Sean M. Brooks said...

Kaor, Paul!

And one valid criticism I believe can be made of THE SKY PEOPLE is how S.M. Stirling presented Neanderthals: as gross, disgusting, brutish subhumans. I simply don't believe that was the case in our actual history. True, they MIGHT have been less intelligent than Homo sapiens, but not by much. And what I've read of Neanderthals shows them as having been as fully human as we are. Including taking care of cripples and burying their dead with respect. No, I prefer how Poul Anderson showed us Neanderthals in "The Long Remembering."

Sean

Paul Shackley said...

Sean,
I agree. I think we have to say that the Venerian Neanderthals took a different course for some reason.
Since Poul Anderson is the primary inspiration for this blog, I should have thought to compare THE SKY PEOPLE with "The Long Remembering."
Paul.

Sean M. Brooks said...

Kaor, Paul!

That is a reasonable point, suggesting that the Neanderthals we see on Venus in THE SKY PEOPLE took a different path from that taken by the Neanderthals of Earth. However, I am still skeptical, because my belief is that simple numbers and human VARIABILITY would have shown SOME of the Venerian Neanderthals behaving and living like human beings than others of their kind. So, I still think Stirling's treatment of Neanderthals in THE SKY PEOPLE a weak part of the book.

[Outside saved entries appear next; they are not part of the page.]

//! Point-in-time progress of each stage.

use crate::stage::{Stage, StageStatus};
use serde::{Deserialize, Serialize};

/// Progress of one stage, as pushed to the reporting endpoint.
#[derive(Debug, Clone, PartialEq, Serialize, Deserialize)]
pub struct StageSnapshot {
    /// Stage tag.
    pub stage: String,
    /// Lifecycle status.
    pub status: StageStatus,
    /// Tasks that succeeded.
    pub tasks_processed: u64,
    /// Tasks that failed for good.
    pub tasks_failed: u64,
    /// Tasks skipped as duplicates.
    pub tasks_duplicated: u64,
    /// Tasks delivered to the stage and not yet handled.
    pub tasks_pending: u64,
    /// Items produced by splitting.
    pub split_output_count: u64,
    /// Seconds the stage has been running.
    pub elapsed_secs: f64,
    /// Estimated seconds until the pending tasks are handled.
    pub remaining_secs: f64,
    /// Why the stage stopped abnormally.
    #[serde(default, skip_serializing_if = "Option::is_none")]
    pub stop_reason: Option<String>,
}

impl StageSnapshot {
    /// Takes a snapshot of `stage`.
    ///
    /// Pending work is everything the upstream stages emitted plus what the
    /// driver seeded, less what the stage already handled.
    #[must_use]
    pub fn of(stage: &Stage) -> Self {
        let state = stage.state();
        let counts = state.counts();
        let delivered: u64 = stage
            .prev_stages()
            .iter()
            .map(|prev| prev.state().counts().emitted)
            .sum::<u64>()
            + counts.seeded;
        let pending = delivered.saturating_sub(counts.handled());

        let elapsed = state.elapsed().as_secs_f64();
        let handled = counts.handled();
        #[allow(clippy::cast_precision_loss)]
        let remaining = if handled == 0 || elapsed <= 0.0 {
            0.0
        } else {
            pending as f64 * elapsed / handled as f64
        };

        Self {
            stage: stage.tag(),
            status: state.status(),
            tasks_processed: counts.processed,
            tasks_failed: counts.failed,
            tasks_duplicated: counts.duplicates,
            tasks_pending: pending,
            split_output_count: counts.split_output_count,
            elapsed_secs: elapsed,
            remaining_secs: remaining,
            stop_reason: state.stop_reason(),
        }
    }
}

/// Snapshots every stage in `stages`.
#[must_use]
pub fn snapshot_all(stages: &[Stage]) -> Vec<StageSnapshot> {
    stages.iter().map(StageSnapshot::of).collect()
}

And I can think of a couple of other stories by Poul Anderson giving us his speculations about Neanderthals or earlier hominids comparison of which to THE SKY PEOPLE might bring up interesting points. We see a half Neanderthal as a major character in "The Nest" and the early hominids seen in "The Little Monster" shows them as thinking, reasoning human beings. The latter story is interesting in showing these "primitive" hominids as already venerating "relics" and coming close to having a religion.